Posted on the 23rd February 2024

Shocking new evidence reveals 1,428 race horses were killed in a slaughterhouse in Ireland in 2023 – as stated by the Minister for Agriculture, Food and the Marine following a question by Paul Murphy TD.

This figure is a 36% increase from 2022: yet further confirmation that the racing industry’s claims that “the horse is ensured the highest standards of care” [John Osbourne, the director of equine and bloodstock at Horse Racing Ireland’] are simply empty rhetoric.

Following Animal Aid’s investigation into horse slaughter and subsequent Panorama documentary, officials from both the British and Irish horse racing industries made promises of increased traceability of racehorses from birth to death.

In reality, there has been no meaningful change, leaving the thousands of foals who are born into the racing industry each year vulnerable to an uncertain future. An unknown number will be killed in their yards because their best wasn’t deemed good enough; others will be sold from person to person in a downwards spiral of exploitation and neglect; hundreds will die whilst being whipped to the finish-line on a racecourse and thousands, as seen by this latest figure, will spend their last moments alive suffering in a slaughterhouse.

a race horse in a slaughterhouse

High Expectations, an irish race horse found in a slaughterhouse in England in BBC Panorama's The Dark Side of Horse racing.
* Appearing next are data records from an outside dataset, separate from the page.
//! Error types for the FreeCode session.
//!
//! [`SessionError`] covers every workflow outcome: the three failures that
//! are recorded against the session (generation, execution, reconciliation)
//! and the rejections returned when an action does not apply to the current
//! state. [`ConfigError`] covers configuration loading.

use std::path::PathBuf;

use freecode_client::ClientError;

use crate::reconcile::ReconcileError;
use crate::state::InFlight;

/// A specialized `Result` type for session operations.
pub type Result<T> = std::result::Result<T, SessionError>;

/// Errors produced by session operations.
///
/// `Generation`, `Execution` and `Reconciliation` are recorded as the
/// session's last error. The remaining variants are rejections: they are
/// returned to the caller and leave the state untouched.
#[derive(Debug, Clone, PartialEq, Eq, thiserror::Error)]
pub enum SessionError {
    // ========================================================================
    // Recorded failures
    // ========================================================================
    /// Topic generation failed.
    #[error("{message}")]
    Generation {
        /// Message from the backend or transport.
        message: String,
    },

    /// A run or submit call failed.
    #[error("{message}")]
    Execution {
        /// Message from the backend or transport.
        message: String,
    },

    /// The backend answered with counts that violate the result contract.
    #[error("inconsistent results from backend: {0}")]
    Reconciliation(#[from] ReconcileError),

    // ========================================================================
    // Rejections
    // ========================================================================
    /// The topic was empty after trimming.
    #[error("topic must not be empty")]
    EmptyTopic,

    /// The action needs an active question but no question set is loaded.
    #[error("no question is active; generate a question set first")]
    NoActiveQuestion,

    /// The requested question index does not exist.
    #[error("question {index} is out of range (the set has {len} questions)")]
    QuestionOutOfRange {
        /// The rejected index.
        index: usize,
        /// Number of questions in the set.
        len: usize,
    },

    /// A run or submit is already outstanding.
    #[error("cannot start: a request is already {in_flight}")]
    Busy {
        /// The outstanding operation.
        in_flight: InFlight,
    },

    /// A question set is already being generated.
    #[error("question generation is already in progress")]
    GenerationInProgress,
}

impl SessionError {
    /// Returns `true` for failures that are recorded as the session's last error.
    #[must_use]
    pub const fn is_recorded(&self) -> bool {
        matches!(
            self,
            Self::Generation { .. } | Self::Execution { .. } | Self::Reconciliation(_)
        )
    }

    /// Returns `true` for rejections of an action that does not apply.
    #[must_use]
    pub const fn is_rejection(&self) -> bool {
        !self.is_recorded()
    }
}

impl From<ClientError> for SessionError {
    fn from(err: ClientError) -> Self {
        match err {
            ClientError::Generation { message } => Self::Generation { message },
            ClientError::Execution { message } => Self::Execution { message },
            other @ (ClientError::Health { .. } | ClientError::Configuration(_)) => {
                Self::Execution {
                    message: other.to_string(),
                }
            }
        }
    }
}

/// Errors that can occur while loading configuration.
#[derive(Debug, thiserror::Error)]
pub enum ConfigError {
    /// Config file could not be read or is not valid JSON.
    #[error("Invalid config file '{path}': {message}\n\nSuggestion: Validate your freecode.json with a JSON linter")]
    Parse {
        /// Path to the configuration file.
        path: PathBuf,
        /// Description of the parse error.
        message: String,
    },

    /// Configuration values are invalid.
    #[error("Invalid configuration: {message}\n\nSuggestion: {suggestion}")]
    Validation {
        /// Description of the validation failure.
        message: String,
        /// Actionable suggestion for the user.
        suggestion: String,
    },
}

impl ConfigError {
    /// Creates a new `Parse` error with the given path and message.
    #[must_use]
    pub fn parse(path: impl Into<PathBuf>, message: impl Into<String>) -> Self {
        Self::Parse {
            path: path.into(),
            message: message.into(),
        }
    }

    /// Creates a new `Validation` error with the given message and suggestion.
    #[must_use]
    pub fn validation(message: impl Into<String>, suggestion: impl Into<String>) -> Self {
        Self::Validation {
            message: message.into(),
            suggestion: suggestion.into(),
        }
    }
}
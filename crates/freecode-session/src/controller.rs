//! Session controller: the state machine wired to an [`ExecutionClient`].
//!
//! The controller validates each action against [`SessionState`], performs
//! the remote call and feeds the outcome back through the fenced completion
//! path. Callers that must stay responsive while a request is outstanding use
//! the split form: `start_*` returns a pending request that can be resolved
//! on another task, and the resolved value is handed back to `complete_*`.

use std::sync::Arc;

use freecode_client::{
    ClientError, ExecutionClient, ExecutionMode, ExecutionRequest, ExecutionResponse, QuestionSet,
};
use tracing::instrument;

use crate::error::Result;
use crate::state::{Completion, ExecutionTicket, GenerateTicket, SessionState};

/// A generation that has been issued but not yet sent.
pub struct PendingGeneration {
    ticket: GenerateTicket,
    client: Arc<dyn ExecutionClient>,
}

impl PendingGeneration {
    /// The request's ticket.
    #[must_use]
    pub const fn ticket(&self) -> &GenerateTicket {
        &self.ticket
    }

    /// Performs the remote call.
    pub async fn resolve(self) -> ResolvedGeneration {
        let outcome = self.client.generate_questions(self.ticket.topic()).await;
        ResolvedGeneration {
            ticket: self.ticket,
            outcome,
        }
    }
}

/// A finished generation, ready to be applied.
#[derive(Debug)]
pub struct ResolvedGeneration {
    ticket: GenerateTicket,
    outcome: std::result::Result<QuestionSet, ClientError>,
}

/// A run or submit that has been issued but not yet sent.
pub struct PendingExecution {
    ticket: ExecutionTicket,
    request: ExecutionRequest,
    client: Arc<dyn ExecutionClient>,
}

impl PendingExecution {
    /// The request's ticket.
    #[must_use]
    pub const fn ticket(&self) -> &ExecutionTicket {
        &self.ticket
    }

    /// The body that will be sent.
    #[must_use]
    pub const fn request(&self) -> &ExecutionRequest {
        &self.request
    }

    /// Performs the remote call.
    pub async fn resolve(self) -> ResolvedExecution {
        let outcome = self.client.execute(&self.request).await;
        ResolvedExecution {
            ticket: self.ticket,
            outcome,
        }
    }
}

/// A finished run or submit, ready to be applied.
#[derive(Debug)]
pub struct ResolvedExecution {
    ticket: ExecutionTicket,
    outcome: std::result::Result<ExecutionResponse, ClientError>,
}

impl ResolvedExecution {
    /// The request's ticket.
    #[must_use]
    pub const fn ticket(&self) -> &ExecutionTicket {
        &self.ticket
    }
}

/// Drives one practice session against an execution backend.
///
/// # Example
///
/// ```no_run
/// use std::sync::Arc;
/// use freecode_client::{ClientOptions, HttpExecutionClient};
/// use freecode_session::SessionController;
///
/// # async fn example() -> anyhow::Result<()> {
/// let client = HttpExecutionClient::new(ClientOptions::new("http://localhost:5000/api"))?;
/// let mut session = SessionController::new(Arc::new(client));
///
/// session.generate("Linked List").await?;
/// session.edit_code("def reverse_list(head):\n    return head")?;
/// session.run_sample().await?;
///
/// if let Some(summary) = session.state().last_summary() {
///     println!("{}/{} passed", summary.passed(), summary.total());
/// }
/// # Ok(())
/// # }
/// ```
pub struct SessionController {
    client: Arc<dyn ExecutionClient>,
    state: SessionState,
}

impl SessionController {
    /// Creates an idle session using `client`.
    #[must_use]
    pub fn new(client: Arc<dyn ExecutionClient>) -> Self {
        Self {
            client,
            state: SessionState::new(),
        }
    }

    /// The current state.
    #[must_use]
    pub const fn state(&self) -> &SessionState {
        &self.state
    }

    // ------------------------------------------------------------------------
    // Generation
    // ------------------------------------------------------------------------

    /// Issues a generation for `topic` without sending it.
    ///
    /// # Errors
    ///
    /// Returns a rejection if the topic is blank or a generation is outstanding.
    pub fn start_generate(&mut self, topic: &str) -> Result<PendingGeneration> {
        let ticket = self.state.begin_generate(topic)?;
        Ok(PendingGeneration {
            ticket,
            client: Arc::clone(&self.client),
        })
    }

    /// Applies a finished generation.
    pub fn complete_generate(&mut self, resolved: ResolvedGeneration) -> Completion {
        self.state.finish_generate(&resolved.ticket, resolved.outcome)
    }

    /// Generates a question set and applies the outcome.
    ///
    /// # Errors
    ///
    /// Returns a rejection if the topic is blank or a generation is
    /// outstanding. A failed call is not an error here: it is recorded as the
    /// last error and reported as [`Completion::Failed`].
    #[instrument(skip(self))]
    pub async fn generate(&mut self, topic: &str) -> Result<Completion> {
        let pending = self.start_generate(topic)?;
        let resolved = pending.resolve().await;
        Ok(self.complete_generate(resolved))
    }

    // ------------------------------------------------------------------------
    // Navigation and editing
    // ------------------------------------------------------------------------

    /// Makes the question at `index` active.
    ///
    /// # Errors
    ///
    /// Returns a rejection when no set is loaded or the index is out of range.
    pub fn select_question(&mut self, index: usize) -> Result<()> {
        self.state.select_question(index)
    }

    /// Replaces the active question's code.
    ///
    /// # Errors
    ///
    /// Returns a rejection when no set is loaded.
    pub fn edit_code(&mut self, text: impl Into<String>) -> Result<()> {
        self.state.edit_code(text)
    }

    /// Resets the session to idle.
    pub fn back(&mut self) {
        self.state.back();
    }

    // ------------------------------------------------------------------------
    // Execution
    // ------------------------------------------------------------------------

    /// Issues a run of the current code without sending it.
    ///
    /// # Errors
    ///
    /// Returns a rejection when no set is loaded or a request is outstanding.
    pub fn start_run(&mut self) -> Result<PendingExecution> {
        self.start_execution(ExecutionMode::Run)
    }

    /// Issues a submission of the current code without sending it.
    ///
    /// # Errors
    ///
    /// Returns a rejection when no set is loaded or a request is outstanding.
    pub fn start_submit(&mut self) -> Result<PendingExecution> {
        self.start_execution(ExecutionMode::Submit)
    }

    fn start_execution(&mut self, mode: ExecutionMode) -> Result<PendingExecution> {
        let (ticket, request) = self.state.begin_execution(mode)?;
        Ok(PendingExecution {
            ticket,
            request,
            client: Arc::clone(&self.client),
        })
    }

    /// Applies a finished run or submission.
    pub fn complete_execution(&mut self, resolved: ResolvedExecution) -> Completion {
        self.state.finish_execution(&resolved.ticket, resolved.outcome)
    }

    /// Runs the current code against the sample cases.
    ///
    /// # Errors
    ///
    /// Returns a rejection when no set is loaded or a request is outstanding.
    #[instrument(skip(self))]
    pub async fn run_sample(&mut self) -> Result<Completion> {
        let pending = self.start_run()?;
        let resolved = pending.resolve().await;
        Ok(self.complete_execution(resolved))
    }

    /// Submits the current code against the sample and hidden cases.
    ///
    /// # Errors
    ///
    /// Returns a rejection when no set is loaded or a request is outstanding.
    #[instrument(skip(self))]
    pub async fn submit(&mut self) -> Result<Completion> {
        let pending = self.start_submit()?;
        let resolved = pending.resolve().await;
        Ok(self.complete_execution(resolved))
    }
}
//! Scripted stand-in for the execution backend.
//!
//! Each endpoint replays a queue of replies and records the bodies it
//! received, so tests can assert on both sides of the wire.

use std::collections::VecDeque;
use std::sync::{Arc, Mutex};
use std::time::Duration;

use axum::extract::State;
use axum::http::StatusCode;
use axum::response::{IntoResponse, Response};
use axum::routing::{get, post};
use axum::{Json, Router};
use serde_json::{json, Value};

/// One scripted HTTP reply.
#[derive(Debug, Clone)]
pub enum Reply {
    Json(StatusCode, Value),
    Text(StatusCode, &'static str),
}

impl Reply {
    pub fn ok(body: Value) -> Self {
        Self::Json(StatusCode::OK, body)
    }

    pub fn error(status: StatusCode, message: &str) -> Self {
        Self::Json(status, json!({ "error": message }))
    }
}

impl IntoResponse for Reply {
    fn into_response(self) -> Response {
        match self {
            Self::Json(status, body) => (status, Json(body)).into_response(),
            Self::Text(status, body) => (status, body).into_response(),
        }
    }
}

#[derive(Debug, Default)]
struct Script {
    generate: VecDeque<Reply>,
    run: VecDeque<Reply>,
    submit: VecDeque<Reply>,
    health: Option<Reply>,
    received: Vec<(&'static str, Value)>,
    delay: Duration,
    generate_delay: Duration,
}

/// Handle on a running mock backend.
#[derive(Debug, Clone, Default)]
pub struct MockBackend {
    script: Arc<Mutex<Script>>,
}

impl MockBackend {
    pub fn new() -> Self {
        Self::default()
    }

    pub fn on_generate(&self, reply: Reply) -> &Self {
        self.script.lock().unwrap().generate.push_back(reply);
        self
    }

    pub fn on_run(&self, reply: Reply) -> &Self {
        self.script.lock().unwrap().run.push_back(reply);
        self
    }

    pub fn on_submit(&self, reply: Reply) -> &Self {
        self.script.lock().unwrap().submit.push_back(reply);
        self
    }

    pub fn on_health(&self, reply: Reply) -> &Self {
        self.script.lock().unwrap().health = Some(reply);
        self
    }

    /// Holds run and submit replies back by `delay`.
    pub fn with_execution_delay(&self, delay: Duration) -> &Self {
        self.script.lock().unwrap().delay = delay;
        self
    }

    /// Holds generate-questions replies back by `delay`.
    pub fn with_generation_delay(&self, delay: Duration) -> &Self {
        self.script.lock().unwrap().generate_delay = delay;
        self
    }

    /// Bodies received by `endpoint`, in order.
    pub fn received(&self, endpoint: &str) -> Vec<Value> {
        self.script
            .lock()
            .unwrap()
            .received
            .iter()
            .filter(|(name, _)| *name == endpoint)
            .map(|(_, body)| body.clone())
            .collect()
    }

    /// Serves the backend on an ephemeral port and returns its base URL.
    pub async fn spawn(&self) -> String {
        std::env::set_var("NO_PROXY", "127.0.0.1,localhost");
        let listener = tokio::net::TcpListener::bind("127.0.0.1:0")
            .await
            .expect("Failed to bind");
        let addr = listener.local_addr().expect("Failed to get local addr");

        let router = Router::new()
            .route("/api/generate-questions", post(generate))
            .route("/api/run", post(run))
            .route("/api/submit", post(submit))
            .route("/api/health", get(health))
            .with_state(self.clone());

        tokio::spawn(async move {
            axum::serve(listener, router).await.expect("Server failed");
        });

        // Give the server a moment to start
        tokio::time::sleep(Duration::from_millis(50)).await;

        format!("http://{addr}/api")
    }

    fn next(&self, endpoint: &'static str, body: Value) -> (Reply, Duration) {
        let mut script = self.script.lock().unwrap();
        script.received.push((endpoint, body));
        let queue = match endpoint {
            "generate-questions" => &mut script.generate,
            "run" => &mut script.run,
            _ => &mut script.submit,
        };
        let reply = queue.pop_front().unwrap_or_else(|| {
            Reply::error(StatusCode::INTERNAL_SERVER_ERROR, "unscripted request")
        });
        let delay = if endpoint == "generate-questions" {
            script.generate_delay
        } else {
            script.delay
        };
        (reply, delay)
    }
}

async fn generate(State(mock): State<MockBackend>, Json(body): Json<Value>) -> Reply {
    let (reply, delay) = mock.next("generate-questions", body);
    tokio::time::sleep(delay).await;
    reply
}

async fn run(State(mock): State<MockBackend>, Json(body): Json<Value>) -> Reply {
    let (reply, delay) = mock.next("run", body);
    tokio::time::sleep(delay).await;
    reply
}

async fn submit(State(mock): State<MockBackend>, Json(body): Json<Value>) -> Reply {
    let (reply, delay) = mock.next("submit", body);
    tokio::time::sleep(delay).await;
    reply
}

async fn health(State(mock): State<MockBackend>) -> Reply {
    let scripted = mock.script.lock().unwrap().health.clone();
    scripted.unwrap_or_else(|| {
        Reply::ok(json!({ "status": "ok", "llm_configured": true, "llm_provider": "openai" }))
    })
}

// ============================================================================
// Fixtures
// ============================================================================

/// A question with `samples` sample cases and `hidden` hidden cases.
pub fn question_json(id: u64, samples: usize, hidden: usize) -> Value {
    let case = |i: usize| json!({ "input": { "head": [i, i + 1] }, "expected": [i + 1, i] });
    json!({
        "id": id,
        "title": format!("Linked List Problem {id}"),
        "difficulty": "Medium",
        "description": "Manipulate a singly linked list.",
        "examples": [{ "input": "head = [1,2]", "output": "[2,1]", "explanation": "Reversed." }],
        "constraints": ["0 <= n <= 5000"],
        "starter_code": "def f(head):\n    pass",
        "function_name": "f",
        "parameters": [{ "name": "head", "type": "List[int]" }],
        "return_type": "List[int]",
        "sample_test_cases": (0..samples).map(case).collect::<Vec<_>>(),
        "hidden_test_cases": (100..100 + hidden).map(case).collect::<Vec<_>>()
    })
}

/// A `generate-questions` success body with `count` questions of 2 sample
/// and 3 hidden cases each.
pub fn questions_body(count: u64) -> Value {
    json!({ "questions": (1..=count).map(|id| question_json(id, 2, 3)).collect::<Vec<_>>() })
}
//! JSON export of an execution summary.
//!
//! The export names the question it belongs to and carries a timestamp.
//! Submissions export only the aggregate hidden counts.
//!
//! # Example
//!
//! ```rust
//! use freecode_client::QuestionId;
//! use freecode_report::json::JsonGenerator;
//! use freecode_session::{ExecutionSummary, RunSummary};
//!
//! let summary = ExecutionSummary::Run(RunSummary { passed: 2, total: 2, results: vec![] });
//! let generator = JsonGenerator::new(QuestionId(1), "Two Sum", &summary);
//!
//! let compact = generator.generate().unwrap();
//! assert!(compact.contains(r#""mode":"run""#));
//! ```

use std::fs::File;
use std::io::Write;
use std::path::Path;

use chrono::{DateTime, Utc};
use freecode_client::QuestionId;
use freecode_session::ExecutionSummary;
use serde::Serialize;

use crate::{ReportError, Result};

/// The exported document.
#[derive(Debug, Clone, Serialize)]
pub struct SummaryExport<'a> {
    /// When the export was produced.
    pub exported_at: DateTime<Utc>,
    /// Question the summary belongs to.
    pub question_id: QuestionId,
    /// Title of that question.
    pub question_title: &'a str,
    /// The reconciled outcome.
    pub summary: &'a ExecutionSummary,
}

/// Serializes a [`SummaryExport`] to JSON.
pub struct JsonGenerator<'a> {
    export: SummaryExport<'a>,
}

impl<'a> JsonGenerator<'a> {
    /// Creates a generator stamped with the current time.
    #[must_use]
    pub fn new(
        question_id: QuestionId,
        question_title: &'a str,
        summary: &'a ExecutionSummary,
    ) -> Self {
        Self {
            export: SummaryExport {
                exported_at: Utc::now(),
                question_id,
                question_title,
                summary,
            },
        }
    }

    /// Overrides the export timestamp.
    #[must_use]
    pub fn with_exported_at(mut self, exported_at: DateTime<Utc>) -> Self {
        self.export.exported_at = exported_at;
        self
    }

    /// Generates compact JSON.
    ///
    /// # Errors
    ///
    /// Returns [`ReportError::Serialization`] if JSON serialization fails.
    pub fn generate(&self) -> Result<String> {
        serde_json::to_string(&self.export).map_err(ReportError::from)
    }

    /// Generates pretty-printed JSON.
    ///
    /// # Errors
    ///
    /// Returns [`ReportError::Serialization`] if JSON serialization fails.
    pub fn generate_pretty(&self) -> Result<String> {
        serde_json::to_string_pretty(&self.export).map_err(ReportError::from)
    }

    /// Writes the export to `path`, replacing any existing file.
    ///
    /// # Errors
    ///
    /// Returns [`ReportError::Serialization`] if JSON serialization fails and
    /// [`ReportError::Io`] if the file cannot be written.
    pub fn write_to_file(&self, path: &Path, pretty: bool) -> Result<()> {
        let json = if pretty {
            self.generate_pretty()?
        } else {
            self.generate()?
        };

        let mut file = File::create(path)?;
        file.write_all(json.as_bytes())?;

        Ok(())
    }
}
//! FreeCode Execution Client
//!
//! Wire schemas and a thin client for the remote execution backend.
//!
//! The backend exposes three operations: generating a question set for a
//! topic, running a solution against the sample tests, and submitting a
//! solution against the sample plus hidden tests. Every call is a single
//! request/response round trip with no retries and no caching, and every
//! failure is reported through [`ClientError`].

mod http;
pub mod types;

pub use http::{ClientOptions, HttpExecutionClient};
pub use types::{
    Difficulty, Example, ExecutionMode, ExecutionRequest, ExecutionResponse, HealthStatus,
    Parameter, Question, QuestionId, QuestionSet, QuestionSetError, RunRequest, RunResponse,
    SubmitRequest, SubmitResponse, TestCase, TestCaseResult,
};

use async_trait::async_trait;
use thiserror::Error;

/// A specialized `Result` type for execution client operations.
pub type Result<T> = std::result::Result<T, ClientError>;

/// Errors surfaced by the execution client.
///
/// The `Display` output of the operation variants is the user-facing message
/// alone, so callers can show it verbatim.
#[derive(Debug, Clone, PartialEq, Eq, Error)]
pub enum ClientError {
    /// Question generation failed.
    #[error("{message}")]
    Generation {
        /// Message extracted from the backend, or a generic default.
        message: String,
    },

    /// A run or submit call failed.
    #[error("{message}")]
    Execution {
        /// Message extracted from the backend, or a generic default.
        message: String,
    },

    /// The health probe failed.
    #[error("health check failed: {message}")]
    Health {
        /// Description of the failure.
        message: String,
    },

    /// The client could not be constructed.
    #[error("invalid client configuration: {0}")]
    Configuration(String),
}

impl ClientError {
    /// Creates a new `Generation` error.
    #[must_use]
    pub fn generation(message: impl Into<String>) -> Self {
        Self::Generation {
            message: message.into(),
        }
    }

    /// Creates a new `Execution` error.
    #[must_use]
    pub fn execution(message: impl Into<String>) -> Self {
        Self::Execution {
            message: message.into(),
        }
    }

    /// Returns the message carried by this error.
    #[must_use]
    pub fn message(&self) -> &str {
        match self {
            Self::Generation { message }
            | Self::Execution { message }
            | Self::Health { message }
            | Self::Configuration(message) => message,
        }
    }
}

/// The three remote operations the session depends on.
///
/// Implementations must surface exactly one outcome per call and must not
/// retry, cache, or swallow a non-success status.
#[async_trait]
pub trait ExecutionClient: Send + Sync {
    /// Generates a question set for `topic`.
    async fn generate_questions(&self, topic: &str) -> Result<QuestionSet>;

    /// Runs a solution against sample test cases.
    async fn run(&self, request: &RunRequest) -> Result<RunResponse>;

    /// Runs a solution against sample and hidden test cases.
    async fn submit(&self, request: &SubmitRequest) -> Result<SubmitResponse>;

    /// Dispatches a run or submit request.
    async fn execute(&self, request: &ExecutionRequest) -> Result<ExecutionResponse> {
        match request {
            ExecutionRequest::Run(run) => self.run(run).await.map(ExecutionResponse::Run),
            ExecutionRequest::Submit(submit) => {
                self.submit(submit).await.map(ExecutionResponse::Submit)
            }
        }
    }
}
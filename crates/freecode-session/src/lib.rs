//! FreeCode Session
//!
//! The stateful core of a coding-practice session: question selection,
//! per-question code, fenced run/submit requests and the reconciliation of
//! their results, including the hidden-test accounting of submissions.

pub mod config;
pub mod controller;
pub mod error;
pub mod reconcile;
pub mod state;

pub use config::{Config, CONFIG_FILE_NAME};
pub use controller::{
    PendingExecution, PendingGeneration, ResolvedExecution, ResolvedGeneration, SessionController,
};
pub use error::{ConfigError, Result, SessionError};
pub use reconcile::{
    reconcile, reconcile_run, reconcile_submit, ExecutionSummary, HiddenTally, ReconcileError,
    RunSummary, SubmitSummary, TestCounts,
};
pub use state::{
    CodeStore, Completion, ExecutionTicket, GenerateTicket, InFlight, RequestId, SessionPhase,
    SessionState,
};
Animal Aid’s Horse Racing Consultant Dene Stansall summarised the key issues associated with this horrifying new figure as:

Unregulated breeding; leading to oversupply of race horses both within and outside the industry: lack of provision for the horses leaving racing; self-regulation of welfare by the HRI and IHRB failing horses; and a lack of political will to deal with this welfare issue despite past experience of the major collapse of the breeding population over a decade ago that started slaughter as an acceptable method of dealing with an issue the industry brought on itself. All this supported by the Irish public’s tax money.

Thank you to Irish campaign group Ban Blood Sports for first publishing the 2023 figures.